Fill your face, plump those lines, do whatever

Growing up my model for femininity was a stunning mother who stuck her head under the kitchen sink to wash it, sometimes with dishwashing liquid, walked around with nary a touch of any makeup, who dressed for parties or important client meeting, she was an architect, like a rock star. 

Me with a shovel in my mouth. Beautiful woman with wicker basket is mom.

And so I grew up, born in 1957 completely confused by the images around me, Raquel Welch (big boobs), Twiggy (don't eat), Julie Christie (brilliant and gorgeous), the Bond girls (wear a bikini and carry a dagger in your teeth). I always wanted to be pretty, nay, beautiful and every time I achieved that goal, almost without exception, I was hurt, sometimes in a small way, attacked by jealous girls at a country club, in a major way, raped, in a false way, first marriage, suicidally miserable yet a beautiful bride. Beauty came with starvation, such unhappiness and violence, being the pretty one made men at work behave in an awful way, made a professor stalk me, made me confused, sad and yes, occasionally, happy.
Sunbathing on a rock at 15.
Happiness was a result of lovers who possibly entered my life from a physical attraction but stayed because they actually cared about my feelings, respected my intelligence and found the mixture of narcissism and self-loathing balanced itself out enough to create someone they could stay with. 

Me, in rag curls.
And so we grow. we grow older, wiser, kinder and sometimes, sadder. After I had my son I forgave myself. I looked back at photographs of myself, trying to be a sexy actress, a normal actress, a person in publishing, a writer. I was thin, thin, thin and thought I was fat, fat, fat. And never good enough. Still getting tons of attention from men but my husband wanted me to go back to the thin, exhausted girl he met in NYC and I was now, finally, a mother. Why should I keep up that whole exhausting, dispiriting race to be the most beautiful woman in the room? I had experienced that and it meant nothing. mainly that people didn't talk to me or other people's husbands tried to
pick me up. It was lonely and stupid.  Me, reading in a miniskirt.
My chef, friend, son who helped me forgive myself for everything.

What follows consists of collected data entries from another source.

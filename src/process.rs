//! Item and page processing.
//!
//! Every declared photo and asset becomes a full-size copy plus a `.small`
//! derivative under the page's output directory:
//!
//! ```text
//! public/photos/
//! └── japan/
//!     ├── shrine.JPG             # photo copy, named by id
//!     ├── shrine.small.JPG       # derivative (≤ 2000px, ≤ 1 MiB)
//!     └── assets/
//!         ├── map.png
//!         └── map.small.png
//! ```
//!
//! ## Error isolation
//!
//! Item failures never escape this module as `Err`. Each item yields an
//! [`ItemReport`] whose [`ItemStatus`] records how far it got:
//!
//! | Outcome | Copy on disk | Photo metadata |
//! |---|---|---|
//! | [`Complete`](ItemStatus::Complete) | yes, plus derivative | extracted |
//! | [`DerivativeFailed`](ItemStatus::DerivativeFailed) | yes | extracted |
//! | [`Failed`](ItemStatus::Failed) | no | all absent |
//!
//! Only structural problems with a page (an unknown location scheme, an
//! output directory that cannot be created) abort, via [`PipelineError`].
//!
//! ## Data flow
//!
//! Processors never mutate the input manifest. Photos return their extracted
//! metadata alongside the report, and [`process_page`] folds those into a fresh
//! [`Page`] snapshot.

use crate::imaging::{BackendError, Derivative, DerivativeConstraints, ImageBackend};
use crate::imaging::{create_derivative, extract_metadata};
use crate::location::Location;
use crate::metadata::{CameraMetadata, TagIssue};
use crate::naming::item_filename;
use crate::pipeline::PipelineError;
use crate::types::{Asset, Page, Photo};
use indexmap::IndexMap;
use std::fmt;
use std::path::{Path, PathBuf};
use thiserror::Error;
use tracing::{debug, warn};

/// Subdirectory of a page's output directory that holds assets.
pub const ASSETS_DIR: &str = "assets";

#[derive(Error, Debug)]
pub enum ItemError {
    #[error("Source not found: {0}")]
    SourceNotFound(PathBuf),
    #[error("Failed to read {path}: {source}")]
    Read {
        path: PathBuf,
        source: std::io::Error,
    },
    #[error("Failed to copy to {path}: {source}")]
    Copy {
        path: PathBuf,
        source: std::io::Error,
    },
    #[error("Cannot read metadata from {path}: {source}")]
    Metadata { path: PathBuf, source: BackendError },
    #[error("Derivative failed: {0}")]
    Derivative(#[from] BackendError),
}

#[derive(Debug, Clone, Copy, PartialEq, Eq)]
pub enum ItemKind {
    Asset,
    Photo,
}

impl fmt::Display for ItemKind {
    fn fmt(&self, f: &mut fmt::Formatter<'_>) -> fmt::Result {
        match self {
            ItemKind::Asset => write!(f, "asset"),
            ItemKind::Photo => write!(f, "photo"),
        }
    }
}

#[derive(Debug)]
pub enum ItemStatus {
    /// Copy and derivative both written.
    Complete { copy: PathBuf, derivative: Derivative },
    /// Copy written; the derivative could not be produced.
    DerivativeFailed { copy: PathBuf, error: ItemError },
    /// Nothing usable was written.
    Failed(ItemError),
}

/// What happened to one photo or asset.
#[derive(Debug)]
pub struct ItemReport {
    pub page_id: String,
    pub item_id: String,
    pub kind: ItemKind,
    /// Resolved source path.
    pub source: PathBuf,
    pub status: ItemStatus,
    /// Tags that were present but could not be coerced.
    pub warnings: Vec<TagIssue>,
}

impl ItemReport {
    /// Any outcome short of a complete copy + derivative.
    pub fn is_failure(&self) -> bool {
        !matches!(self.status, ItemStatus::Complete { .. })
    }

    /// The underlying error, if the item did not complete.
    pub fn error(&self) -> Option<&ItemError> {
        match &self.status {
            ItemStatus::Complete { .. } => None,
            ItemStatus::DerivativeFailed { error, .. } => Some(error),
            ItemStatus::Failed(error) => Some(error),
        }
    }
}

/// A processed photo: its report plus the metadata to fold back into the page.
///
/// `metadata` is `None` when the photo failed outright.
#[derive(Debug)]
pub struct PhotoOutcome {
    pub report: ItemReport,
    pub metadata: Option<CameraMetadata>,
}

/// A processed page: an enriched snapshot and one report per item, assets
/// first, each group in manifest order.
#[derive(Debug)]
pub struct PageOutcome {
    pub page: Page,
    pub items: Vec<ItemReport>,
}

/// Shared per-page inputs for the item processors.
pub struct ItemContext<'a, B: ImageBackend> {
    pub backend: &'a B,
    pub page_id: &'a str,
    pub location: &'a Location,
    /// `<output_root>/<page_id>/`
    pub output_dir: &'a Path,
    pub constraints: &'a DerivativeConstraints,
}

/// Copy an asset into `assets/` and derive its `.small` variant.
pub fn process_asset<B: ImageBackend>(
    ctx: &ItemContext<'_, B>,
    id: &str,
    asset: &Asset,
) -> ItemReport {
    let source = ctx.location.resolve(&asset.src);
    let copy = ctx
        .output_dir
        .join(ASSETS_DIR)
        .join(item_filename(id, &asset.src));

    let status = match copy_file(&source, &copy) {
        Ok(()) => derive(ctx, copy),
        Err(error) => ItemStatus::Failed(error),
    };

    report(ctx, id, ItemKind::Asset, source, status, Vec::new())
}

/// Extract a photo's metadata, copy it, and derive its `.small` variant.
///
/// An undecodable source fails the photo before anything is written.
pub fn process_photo<B: ImageBackend>(
    ctx: &ItemContext<'_, B>,
    id: &str,
    photo: &Photo,
) -> PhotoOutcome {
    let source = ctx.location.resolve(&photo.src);
    let copy = ctx.output_dir.join(item_filename(id, &photo.src));

    let bytes = match read_source(&source) {
        Ok(bytes) => bytes,
        Err(error) => return failed_photo(ctx, id, source, error),
    };

    let extraction = match extract_metadata(ctx.backend, &bytes) {
        Ok(extraction) => extraction,
        Err(source_err) => {
            let error = ItemError::Metadata {
                path: source.clone(),
                source: source_err,
            };
            return failed_photo(ctx, id, source, error);
        }
    };
    for issue in &extraction.issues {
        warn!(page = ctx.page_id, photo = id, %issue, "uncoercible tag");
    }
    if !extraction.metadata.is_complete() {
        debug!(
            page = ctx.page_id,
            photo = id,
            missing = ?extraction.metadata.missing_fields(),
            "partial metadata"
        );
    }

    if let Err(source_err) = std::fs::write(&copy, &bytes) {
        let error = ItemError::Copy {
            path: copy,
            source: source_err,
        };
        return failed_photo(ctx, id, source, error);
    }

    let status = derive(ctx, copy);
    PhotoOutcome {
        report: report(ctx, id, ItemKind::Photo, source, status, extraction.issues),
        metadata: Some(extraction.metadata),
    }
}

/// Process one page: assets first, then photos, each in manifest order.
///
/// The location is resolved before anything touches the filesystem, so a page
/// with an unknown scheme leaves no output directory behind. `on_item` is
/// called as each item finishes.
pub fn process_page<B: ImageBackend>(
    backend: &B,
    page_id: &str,
    page: &Page,
    output_root: &Path,
    constraints: &DerivativeConstraints,
    mut on_item: impl FnMut(&ItemReport),
) -> Result<PageOutcome, PipelineError> {
    let location = Location::parse(&page.location)?;

    let output_dir = output_root.join(page_id);
    let assets_dir = output_dir.join(ASSETS_DIR);
    std::fs::create_dir_all(&assets_dir).map_err(|source| PipelineError::CreateDir {
        path: assets_dir.clone(),
        source,
    })?;

    let ctx = ItemContext {
        backend,
        page_id,
        location: &location,
        output_dir: &output_dir,
        constraints,
    };

    let mut items = Vec::with_capacity(page.assets.len() + page.photos.len());
    for (id, asset) in &page.assets {
        let report = process_asset(&ctx, id, asset);
        on_item(&report);
        items.push(report);
    }

    let mut photos = IndexMap::with_capacity(page.photos.len());
    for (id, photo) in &page.photos {
        let outcome = process_photo(&ctx, id, photo);
        on_item(&outcome.report);
        let metadata = outcome.metadata.unwrap_or_default();
        photos.insert(id.clone(), Photo::enriched(&photo.src, metadata));
        items.push(outcome.report);
    }

    Ok(PageOutcome {
        page: Page {
            photos,
            ..page.clone()
        },
        items,
    })
}

// ============================================================================
// Helpers
// ============================================================================

fn read_source(path: &Path) -> Result<Vec<u8>, ItemError> {
    std::fs::read(path).map_err(|source| match source.kind() {
        std::io::ErrorKind::NotFound => ItemError::SourceNotFound(path.to_path_buf()),
        _ => ItemError::Read {
            path: path.to_path_buf(),
            source,
        },
    })
}

fn copy_file(source: &Path, dest: &Path) -> Result<(), ItemError> {
    if !source.is_file() {
        return Err(ItemError::SourceNotFound(source.to_path_buf()));
    }
    std::fs::copy(source, dest)
        .map(|_| ())
        .map_err(|err| ItemError::Copy {
            path: dest.to_path_buf(),
            source: err,
        })
}

fn derive<B: ImageBackend>(ctx: &ItemContext<'_, B>, copy: PathBuf) -> ItemStatus {
    match create_derivative(ctx.backend, &copy, ctx.constraints) {
        Ok(derivative) => ItemStatus::Complete { copy, derivative },
        Err(err) => ItemStatus::DerivativeFailed {
            copy,
            error: err.into(),
        },
    }
}

fn failed_photo<B: ImageBackend>(
    ctx: &ItemContext<'_, B>,
    id: &str,
    source: PathBuf,
    error: ItemError,
) -> PhotoOutcome {
    PhotoOutcome {
        report: report(
            ctx,
            id,
            ItemKind::Photo,
            source,
            ItemStatus::Failed(error),
            Vec::new(),
        ),
        metadata: None,
    }
}

fn report<B: ImageBackend>(
    ctx: &ItemContext<'_, B>,
    id: &str,
    kind: ItemKind,
    source: PathBuf,
    status: ItemStatus,
    warnings: Vec<TagIssue>,
) -> ItemReport {
    match &status {
        ItemStatus::Complete { derivative, .. } => debug!(
            page = ctx.page_id,
            %kind,
            id,
            width = derivative.width,
            height = derivative.height,
            bytes = derivative.bytes,
            "item complete"
        ),
        ItemStatus::DerivativeFailed { error, .. } => {
            warn!(page = ctx.page_id, %kind, id, %error, "derivative failed, copy kept")
        }
        ItemStatus::Failed(error) => warn!(page = ctx.page_id, %kind, id, %error, "item failed"),
    }
    ItemReport {
        page_id: ctx.page_id.to_string(),
        item_id: id.to_string(),
        kind,
        source,
        status,
        warnings,
    }
}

And now? I'm sixty. Last year a slightly younger women than me going through a painful divorce leaned forward, pointed at my forehead and suggested botox. Yes, I was offended but I am also loved and really sort of okay with the stuff I
see on my rare visits to the mirror, age spots, a few wrinkles, skin tags, whatever. It's actually interesting and my god I feel lucky to be alive, healthy, surrounded by love. And love is ageless. I feel free, slightly dazed and filled with gratitude. Wisdom is experience with some understanding of what has been not a perfect but an incredibly interesting life filled with beauty: sunsets, babies, kindness, grief, happiness, forgiveness, dreams.